> **RECORDS SUPPLIED**:
....

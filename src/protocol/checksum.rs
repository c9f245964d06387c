// src/protocol/checksum.rs - Additive frame checksum

/// Modulus of the additive checksum. The board firmware reduces by 255, not 256.
pub const CHECKSUM_MODULUS: u32 = 255;

/// Sum of `bytes` reduced modulo 255.
///
/// Returns 0 for an empty slice. Callers holding wider integers must mask them to
/// bytes before calling; nothing here checks that.
pub fn compute(bytes: &[u8]) -> u8 {
    let sum: u32 = bytes.iter().map(|&b| b as u32).sum();
    (sum % CHECKSUM_MODULUS) as u8
}

/// Checks a frame whose last byte is the checksum of everything before it.
///
/// An empty frame has no trailer and never verifies.
pub fn verify(frame: &[u8]) -> bool {
    match frame.split_last() {
        Some((&trailer, payload)) => compute(payload) == trailer,
        None => false,
    }
}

....

Set down, word for word, only the lines running from the line with "pub fn verify(frame: &[u8])" to the last line of the listing above. Both of those lines belong in your answer.

pub fn verify(frame: &[u8]) -> bool {
    match frame.split_last() {
        Some((&trailer, payload)) => compute(payload) == trailer,
        None => false,
    }
}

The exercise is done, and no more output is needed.